YOUR INSTRUCTIONS →
Repeat word for word every line of the data below, from the first through the line containing "use std::fmt;", and stop there.

-------- DATA SHOWN --------

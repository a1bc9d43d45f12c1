//! Centralized configuration values shared across the mesh chunker pipeline.
//!
//! Each public item in this module documents its purpose and provides a minimal
//! usage example so that downstream crates can remain declarative and avoid
//! scattering literals.

use std::fmt;

/// Numerical tolerance used by geometry kernels for degeneracy checks.
///
/// # Examples
/// ```
/// use config::constants::GEOM_EPSILON;
/// assert!(GEOM_EPSILON < 1.0e-6);
/// ```
pub const GEOM_EPSILON: f64 = 1.0e-9;

/// Plane-thickness epsilon for BSP point classification. Points within this
/// distance of a plane are treated as coplanar.
///
/// # Examples
/// ```
/// use config::constants::PLANE_EPSILON;
/// assert!(PLANE_EPSILON > 0.0);
/// ```
pub const PLANE_EPSILON: f64 = 1.0e-5;

/// Extra depth added to the cutter volume along Z so that faces coplanar
/// with the top or bottom of the bounding box are never clipped away.
/// The cell half-depth is `(size_z + CUTTER_Z_PAD) / 2`.
///
/// # Examples
/// ```
/// use config::constants::CUTTER_Z_PAD;
/// assert_eq!(CUTTER_Z_PAD, 0.1);
/// ```
pub const CUTTER_Z_PAD: f64 = 0.1;

/// Maximum accepted column or row count for a chunk grid.
///
/// # Examples
/// ```
/// use config::constants::MAX_GRID_DIM;
/// assert!(MAX_GRID_DIM >= 2);
/// ```
pub const MAX_GRID_DIM: u32 = 100;

/// Default column count when the caller does not specify one.
pub const DEFAULT_COLUMNS: u32 = 1;

/// Default row count when the caller does not specify one.
pub const DEFAULT_ROWS: u32 = 1;

/// Immutable snapshot of chunker defaults that can be shared between crates.
///
/// # Examples
/// ```
/// use config::constants::ChunkerDefaults;
/// let defaults = ChunkerDefaults::default();
/// assert!(defaults.cutter_z_pad > 0.0);
/// ```
#[derive(Debug, Clone, Copy, PartialEq)]
pub struct ChunkerDefaults {
    /// Default column count for new chunk runs.
    pub columns: u32,
    /// Default row count for new chunk runs.
    pub rows: u32,
    /// Z padding applied to the cutter volume.
    pub cutter_z_pad: f64,
}

impl ChunkerDefaults {
    /// Builds a defaults snapshot enforcing strict validation of the supplied
    /// grid counts and cutter padding.
    ///
    /// # Examples
    /// ```
    /// use config::constants::ChunkerDefaults;
    /// let defaults = ChunkerDefaults::new(4, 4, 0.1).expect("valid defaults");
    /// assert_eq!(defaults.columns, 4);
    /// ```
    pub fn new(columns: u32, rows: u32, cutter_z_pad: f64) -> Result<Self, ConfigError> {
        if columns == 0 || columns > MAX_GRID_DIM {
            return Err(ConfigError::InvalidGridCount(columns));
        }
        if rows == 0 || rows > MAX_GRID_DIM {
            return Err(ConfigError::InvalidGridCount(rows));
        }
        if cutter_z_pad < 0.0 {
            return Err(ConfigError::InvalidPad(cutter_z_pad));
        }
        Ok(Self {
            columns,
            rows,
            cutter_z_pad,
        })
    }
}

impl Default for ChunkerDefaults {
    fn default() -> Self {
        Self {
            columns: DEFAULT_COLUMNS,
            rows: DEFAULT_ROWS,
            cutter_z_pad: CUTTER_Z_PAD,
        }
    }
}

/// Error returned when invalid configuration values are provided.
#[derive(Debug, PartialEq)]
pub enum ConfigError {
    /// Raised when a grid count is zero or exceeds [`MAX_GRID_DIM`].
    InvalidGridCount(u32),
    /// Raised when the cutter padding is negative.
    InvalidPad(f64),
}

impl fmt::Display for ConfigError {
    fn fmt(&self, f: &mut fmt::Formatter<'_>) -> fmt::Result {
        match self {
            ConfigError::InvalidGridCount(value) => {
                write!(f, "grid count must be in 1..={MAX_GRID_DIM}: {value}")
            }
            ConfigError::InvalidPad(value) => {
                write!(f, "cutter padding must be non-negative: {value}")
            }
        }
    }
}

impl std::error::Error for ConfigError {}

#[cfg(test)]
mod tests;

--------

SOLUTION TO THE EXERCISE →
repository a1bc9d43d45f12c1
//! Centralized configuration values shared across the mesh chunker pipeline.
//!
//! Each public item in this module documents its purpose and provides a minimal
//! usage example so that downstream crates can remain declarative and avoid
//! scattering literals.

use std::fmt;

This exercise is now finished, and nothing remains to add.